Here is how you can take part remotely, wherever you are, in tonight’s performance of Solo 2, while I am with the audience at Theatre in the Mill in Bradford.

You can take part in Act 1 (Twitter) or Act 2 (Facebook) or both. It’s all a big experiment.

You can take part in Act 1 via Twitter. Follow me @tassosstevens and watch my feed for “#solotwo GO”. Act 1 starts shortly after 7.35pm GMT. If you tweet at me any time after that with #solotwo plus the view of whatever you can see as you are tweeting wherever you are, there’s a good chance it (and you) will pop up live in the room.

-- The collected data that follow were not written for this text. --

//! Simulation engine, the core of the game.
//!
//! `SimulationEngine` owns the hecs ECS world, processes player commands,
//! runs all systems, and produces `GameStateSnapshot`s. Completely headless,
//! enabling deterministic testing.

use std::collections::VecDeque;

use hecs::{Entity, World};
use rand::SeedableRng;
use rand_chacha::ChaCha8Rng;

use rampart_core::commands::PlayerCommand;
use rampart_core::components::Tower;
use rampart_core::constants::*;
use rampart_core::enums::{GamePhase, TowerKind};
use rampart_core::events::AudioEvent;
use rampart_core::state::GameStateSnapshot;
use rampart_core::tables::BalanceTables;
use rampart_core::types::{GridPos, SimTime};

use rampart_tactics::controller::MovementController;
use rampart_tactics::threat::ThreatAssessment;

use crate::context::{entity_id, DefenderState, SimContext};
use crate::event_queue::EventQueue;
use crate::systems;
use crate::systems::director::SpawnDirector;
use crate::waves::{StandardWaves, WaveContent};
use crate::world_setup;

/// Configuration for starting a new simulation.
#[derive(Debug, Clone)]
pub struct SimConfig {
    /// RNG seed for determinism. Same seed = same simulation.
    pub seed: u64,
    pub starting_health: f64,
    pub starting_gold: f64,
    /// Aim the first squad of each wave at the weakest spawn lane.
    pub tactical_variance: bool,
}

impl Default for SimConfig {
    fn default() -> Self {
        Self {
            seed: 42,
            starting_health: DEFAULT_STARTING_HEALTH,
            starting_gold: DEFAULT_STARTING_GOLD,
            tactical_variance: false,
        }
    }
}

/// The simulation engine. Owns the ECS world and all sim state.
pub struct SimulationEngine {
    world: World,
    time: SimTime,
    phase: GamePhase,
    wave: u32,
    rng: ChaCha8Rng,
    tables: BalanceTables,
    content: Box<dyn WaveContent>,
    controller: MovementController,
    threat: ThreatAssessment,
    director: SpawnDirector,
    events: EventQueue,
    defender: DefenderState,
    command_queue: VecDeque<PlayerCommand>,
    despawn_buffer: Vec<Entity>,
    audio_events: Vec<AudioEvent>,
}

impl SimulationEngine {
    /// Create a new simulation engine with built-in tables and waves.
    pub fn new(config: SimConfig) -> Self {
        Self::with_content(config, BalanceTables::default(), Box::new(StandardWaves))
    }

    /// Create a new simulation engine with external tables and wave content.
    pub fn with_content(config: SimConfig, tables: BalanceTables, content: Box<dyn WaveContent>) -> Self {
        Self {
            world: World::new(),
            time: SimTime::default(),
            phase: GamePhase::default(),
            wave: 0,
            rng: ChaCha8Rng::seed_from_u64(config.seed),
            tables,
            content,
            controller: MovementController::new(),
            threat: ThreatAssessment::default(),
            director: SpawnDirector::new(config.tactical_variance),
            events: EventQueue::new(),
            defender: DefenderState::new(config.starting_health, config.starting_gold),
            command_queue: VecDeque::new(),
            despawn_buffer: Vec::new(),
            audio_events: Vec::new(),
        }
    }

    /// Queue a player command for processing at the next tick boundary.
    pub fn queue_command(&mut self, command: PlayerCommand) {
        self.command_queue.push_back(command);
    }

    /// Queue multiple commands.
    pub fn queue_commands(&mut self, commands: impl IntoIterator<Item = PlayerCommand>) {
        self.command_queue.extend(commands);
    }

    /// Advance the simulation by one tick and return the resulting snapshot.
    pub fn tick(&mut self) -> GameStateSnapshot {
        self.process_commands();

        if self.phase == GamePhase::Active {
            self.run_systems();
            self.time.advance();
            if self.defender.fallen {
                self.phase = GamePhase::Defeated;
            }
        }

        let audio_events = std::mem::take(&mut self.audio_events);
        systems::snapshot::build_snapshot(
            &self.world,
            &self.time,
            self.phase,
            self.wave,
            &self.defender,
            &self.director,
            audio_events,
        )
    }

    pub fn phase(&self) -> GamePhase {
        self.phase
    }

    pub fn time(&self) -> SimTime {
        self.time
    }

    pub fn wave(&self) -> u32 {
        self.wave
    }

    pub fn defender(&self) -> &DefenderState {
        &self.defender
    }

    pub fn tables(&self) -> &BalanceTables {
        &self.tables
    }

    /// Get a read-only reference to the ECS world.
    pub fn world(&self) -> &World {
        &self.world
    }

    pub fn director(&self) -> &SpawnDirector {
        &self.director
    }

    pub fn threat(&self) -> &ThreatAssessment {
        &self.threat
    }

    /// Mutable world access for tests that place entities by hand.
    #[cfg(test)]
    pub fn world_mut(&mut self) -> &mut World {
        &mut self.world
    }

    /// Process all queued commands.
    fn process_commands(&mut self) {
        while let Some(command) = self.command_queue.pop_front() {
            self.handle_command(command);
        }
    }

    /// Handle a single player command.
    fn handle_command(&mut self, command: PlayerCommand) {
        if self.phase == GamePhase::Defeated {
            tracing::warn!(?command, "command ignored after defeat");
            return;
        }
        match command {
            PlayerCommand::StartWave { wave } => self.start_wave(wave),
            PlayerCommand::PlaceTower { kind, col, row } => self.place_tower(kind, col, row),
            PlayerCommand::UpgradeTower { col, row } => self.upgrade_tower(col, row),
            PlayerCommand::SellTower { col, row } => self.sell_tower(col, row),
            PlayerCommand::Pause => {
                if self.phase == GamePhase::Active {
                    self.phase = GamePhase::Paused;
                }
            }
            PlayerCommand::Resume => {
                if self.phase == GamePhase::Paused {
                    self.phase = GamePhase::Active;
                }
            }
        }
    }

    fn start_wave(&mut self, wave: u32) {
        if self.phase == GamePhase::Paused {
            tracing::warn!(wave, "cannot start a wave while paused");
            return;
        }
        let now = self.time.elapsed_secs;
        self.director.start_wave(
            wave,
            self.content.as_ref(),
            &self.world,
            &self.tables,
            &self.threat,
            now,
        );
        self.wave = wave;
        self.phase = GamePhase::Active;
        self.events.schedule(
            now + WAVE_ANNOUNCE_DELAY_SECS,
            AudioEvent::WaveAnnounced { wave },
        );
    }

    fn place_tower(&mut self, kind: TowerKind, col: i32, row: i32) {
        if !world_setup::is_buildable(&self.world, col, row) {
            tracing::warn!(?kind, col, row, "cell is not buildable");
            return;
        }
        let cost = self.tables.tower_cost(kind);
        if cost > self.defender.gold {
            tracing::warn!(?kind, cost, gold = self.defender.gold, "cannot afford tower");
            return;
        }
        self.defender.gold -= cost;
        let pos = GridPos::new(col as f64, row as f64);
        let tower = world_setup::spawn_tower(&mut self.world, &self.tables, kind, pos);
        tracing::debug!(tower = entity_id(tower), ?kind, col, row, "tower placed");
    }

    fn upgrade_tower(&mut self, col: i32, row: i32) {
        let Some(entity) = world_setup::tower_at(&self.world, col, row) else {
            tracing::warn!(col, row, "no tower to upgrade");
            return;
        };
        let Ok(mut tower) = self.world.get::<&mut Tower>(entity) else {
            return;
        };
        let Some(cost) = self.tables.upgrade_cost(tower.kind, tower.level) else {
            tracing::warn!(col, row, level = tower.level, "tower already at max level");
            return;
        };
        if cost > self.defender.gold {
            tracing::warn!(cost, gold = self.defender.gold, "cannot afford upgrade");
            return;
        }
        self.defender.gold -= cost;
        tower.level += 1;
        tower.invested_gold += cost;
        drop(tower);
        world_setup::refresh_tower_stats(&mut self.world, &self.tables, entity);
        self.threat.forget(entity_id(entity));
    }

    fn sell_tower(&mut self, col: i32, row: i32) {
        let Some(entity) = world_setup::tower_at(&self.world, col, row) else {
            tracing::warn!(col, row, "no tower to sell");
            return;
        };
        let refund = self
            .world
            .get::<&Tower>(entity)
            .map(|tower| tower.invested_gold * SELL_REFUND_FRACTION)
            .unwrap_or(0.0);
        self.defender.gold += refund;
        self.threat.forget(entity_id(entity));
        let _ = self.world.despawn(entity);
    }

    /// Run all systems in order.
    fn run_systems(&mut self) {
        let now = self.time.elapsed_secs;
        let released = self.events.release_due(now);
        self.audio_events.extend(released);

        let mut ctx = SimContext {
            world: &mut self.world,
            rng: &mut self.rng,
            tables: &self.tables,
            defender: &mut self.defender,
            audio: &mut self.audio_events,
            events: &mut self.events,
            now,
            dt: DT,
        };

        // 1. Squad activation and releases
        self.director.spawn(&mut ctx, &self.controller);
        // 2. Movement
        systems::movement::run(&mut ctx, &self.controller, &mut self.threat);
        // 3. Ability triggers
        systems::ability_triggers::run(&mut ctx);
        // 4. Combat (abilities, fire, collisions)
        systems::combat::run(&mut ctx);
        // 5. Wall assault
        systems::wall::run(&mut ctx);
        // 6. Squad coordination, retirement, wave clear
        self.director.update(&mut ctx);
        // 7. Cleanup
        systems::cleanup::run(&mut ctx, &mut self.threat, &mut self.despawn_buffer);
    }
}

You can take part in Act 2 via Facebook. This is likely to start around 8.35pm GMT. All you need to do to register is like this post in Facebook. I will set you up to have a short chat, with other person(s) you possibly don’t know, together to answer a question which the live Act 2 audience will also be discussing. I’ll bring your answers into the room.

Act 1, be ready for my tweet with “#solotwo GO” shortly after 7.35pm, and then over to you to tweet.

Act 2, just like this post on Facebook to say that you’ll likely be around for the short chat probably around 8.35pm.



An empty chair

photo(1) BACchair
in Bradford, 2013-14; in Battersea, 2014

It’s a little miracle. This gathering of all of us and only us together in a room. The chance is practically zero that all of us and only us will be gathered again in a room before the end of the world, whenever that might be.

I’ve an empty chair here. There’s a Jewish tradition of leaving a chair empty at the feast, for someone who is not there but you wish that they were here.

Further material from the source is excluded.